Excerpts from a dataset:
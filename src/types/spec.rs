//! Stack specifications.

use std::collections::BTreeMap;

use serde::{Deserialize, Serialize};
use sha2::{Digest, Sha256};

use super::ids::{StackName, TemplateRef};

/// The declared definition of one stack.
///
/// A spec is immutable for the duration of a run. Parameters and tags use
/// `BTreeMap` so that serialization and fingerprinting are order-independent.
#[derive(Debug, Clone, PartialEq, Eq, Serialize, Deserialize)]
pub struct StackSpec {
    /// Logical name, unique within the application.
    pub name: StackName,

    /// Physical name the backend knows the stack by.
    pub stack_name: String,

    /// Logical names of the stacks that must be deployed before this one.
    #[serde(default)]
    pub depends_on: Vec<StackName>,

    pub template: TemplateRef,

    #[serde(default)]
    pub parameters: BTreeMap<String, String>,

    #[serde(default)]
    pub tags: BTreeMap<String, String>,

    /// Left in place by teardown unless deleting retained stacks is
    /// explicitly requested.
    #[serde(default)]
    pub retain: bool,
}

impl StackSpec {
    /// Creates a spec whose physical name equals its logical name.
    pub fn new(name: impl Into<StackName>, template: impl Into<String>) -> Self {
        let name = name.into();
        StackSpec {
            stack_name: name.0.clone(),
            name,
            depends_on: Vec::new(),
            template: TemplateRef::new(template),
            parameters: BTreeMap::new(),
            tags: BTreeMap::new(),
            retain: false,
        }
    }

    pub fn with_stack_name(mut self, stack_name: impl Into<String>) -> Self {
        self.stack_name = stack_name.into();
        self
    }

    pub fn depends_on(mut self, dependency: impl Into<StackName>) -> Self {
        self.depends_on.push(dependency.into());
        self
    }

    pub fn with_parameter(mut self, key: impl Into<String>, value: impl Into<String>) -> Self {
        self.parameters.insert(key.into(), value.into());
        self
    }

    pub fn with_tag(mut self, key: impl Into<String>, value: impl Into<String>) -> Self {
        self.tags.insert(key.into(), value.into());
        self
    }

    pub fn retained(mut self) -> Self {
        self.retain = true;
        self
    }

    /// SHA-256 over everything that defines what gets deployed.
    ///
    /// Two specs with the same fingerprint would produce the same stack, so a
    /// backend reporting a successful stack carrying this fingerprint needs no
    /// further mutating call. Dependencies and the teardown policy are
    /// excluded: they do not change the deployed result.
    pub fn fingerprint(&self) -> String {
        let mut hasher = Sha256::new();
        hasher.update(b"stack\0");
        hasher.update(self.stack_name.as_bytes());
        hasher.update(b"\0template\0");
        hasher.update(self.template.as_str().as_bytes());
        for (section, map) in [("parameters", &self.parameters), ("tags", &self.tags)] {
            hasher.update(b"\0");
            hasher.update(section.as_bytes());
            for (key, value) in map {
                hasher.update(b"\0");
                hasher.update(key.as_bytes());
                hasher.update(b"=");
                hasher.update(value.as_bytes());
            }
        }
        hex(&hasher.finalize())
    }
}

/// Lowercase hex encoding of a digest.
pub(crate) fn hex(bytes: &[u8]) -> String {
    use std::fmt::Write;

    bytes.iter().fold(String::with_capacity(bytes.len() * 2), |mut s, b| {
        let _ = write!(s, "{:02x}", b);
        s
    })
}

#[cfg(test)]
mod tests {
    use super::*;
    use proptest::prelude::*;

    fn spec() -> StackSpec {
        StackSpec::new("app", "templates/app.yaml")
            .with_stack_name("shop-app")
            .with_parameter("InstanceType", "t3.small")
            .with_tag("team", "payments")
    }

    #[test]
    fn fingerprint_is_hex_sha256() {
        let fp = spec().fingerprint();
        assert_eq!(fp.len(), 64);
        assert!(fp.chars().all(|c| c.is_ascii_hexdigit() && !c.is_ascii_uppercase()));
    }

    #[test]
    fn fingerprint_ignores_dependencies() {
        let a = spec();
        let b = spec().depends_on("network");
        assert_eq!(a.fingerprint(), b.fingerprint());
    }

    #[test]
    fn fingerprint_changes_with_parameters() {
        let a = spec();
        let b = spec().with_parameter("InstanceType", "t3.large");
        assert_ne!(a.fingerprint(), b.fingerprint());
    }

    #[test]
    fn fingerprint_changes_with_template_and_name() {
        let base = spec();
        let mut other_template = spec();
        other_template.template = TemplateRef::new("templates/app-v2.yaml");
        let other_name = spec().with_stack_name("staging-app");

        assert_ne!(base.fingerprint(), other_template.fingerprint());
        assert_ne!(base.fingerprint(), other_name.fingerprint());
    }

    #[test]
    fn parameters_and_tags_do_not_collide() {
        let as_param = StackSpec::new("app", "t.yaml").with_parameter("k", "v");
        let as_tag = StackSpec::new("app", "t.yaml").with_tag("k", "v");
        assert_ne!(as_param.fingerprint(), as_tag.fingerprint());
    }

    #[test]
    fn yaml_defaults_optional_fields() {
        let yaml = "name: app\nstack_name: shop-app\ntemplate: app.yaml\n";
        let parsed: StackSpec = serde_yaml_ng::from_str(yaml).unwrap();
        assert!(parsed.depends_on.is_empty());
        assert!(parsed.parameters.is_empty());
    }

    proptest! {
        #[test]
        fn fingerprint_is_insertion_order_independent(
            params in prop::collection::btree_map("[A-Za-z]{1,8}", "[a-z0-9]{0,8}", 0..6)
        ) {
            let mut forward = StackSpec::new("s", "t.yaml");
            for (k, v) in params.iter() {
                forward = forward.with_parameter(k.clone(), v.clone());
            }
            let mut backward = StackSpec::new("s", "t.yaml");
            for (k, v) in params.iter().rev() {
                backward = backward.with_parameter(k.clone(), v.clone());
            }
            prop_assert_eq!(forward.fingerprint(), backward.fingerprint());
        }
    }
}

_Exercise directions:_
Go line by line through the data above and report each one that holds the string "params".

_Written answer:_
            params in prop::collection::btree_map("[A-Za-z]{1,8}", "[a-z0-9]{0,8}", 0..6)
            for (k, v) in params.iter() {
            for (k, v) in params.iter().rev() {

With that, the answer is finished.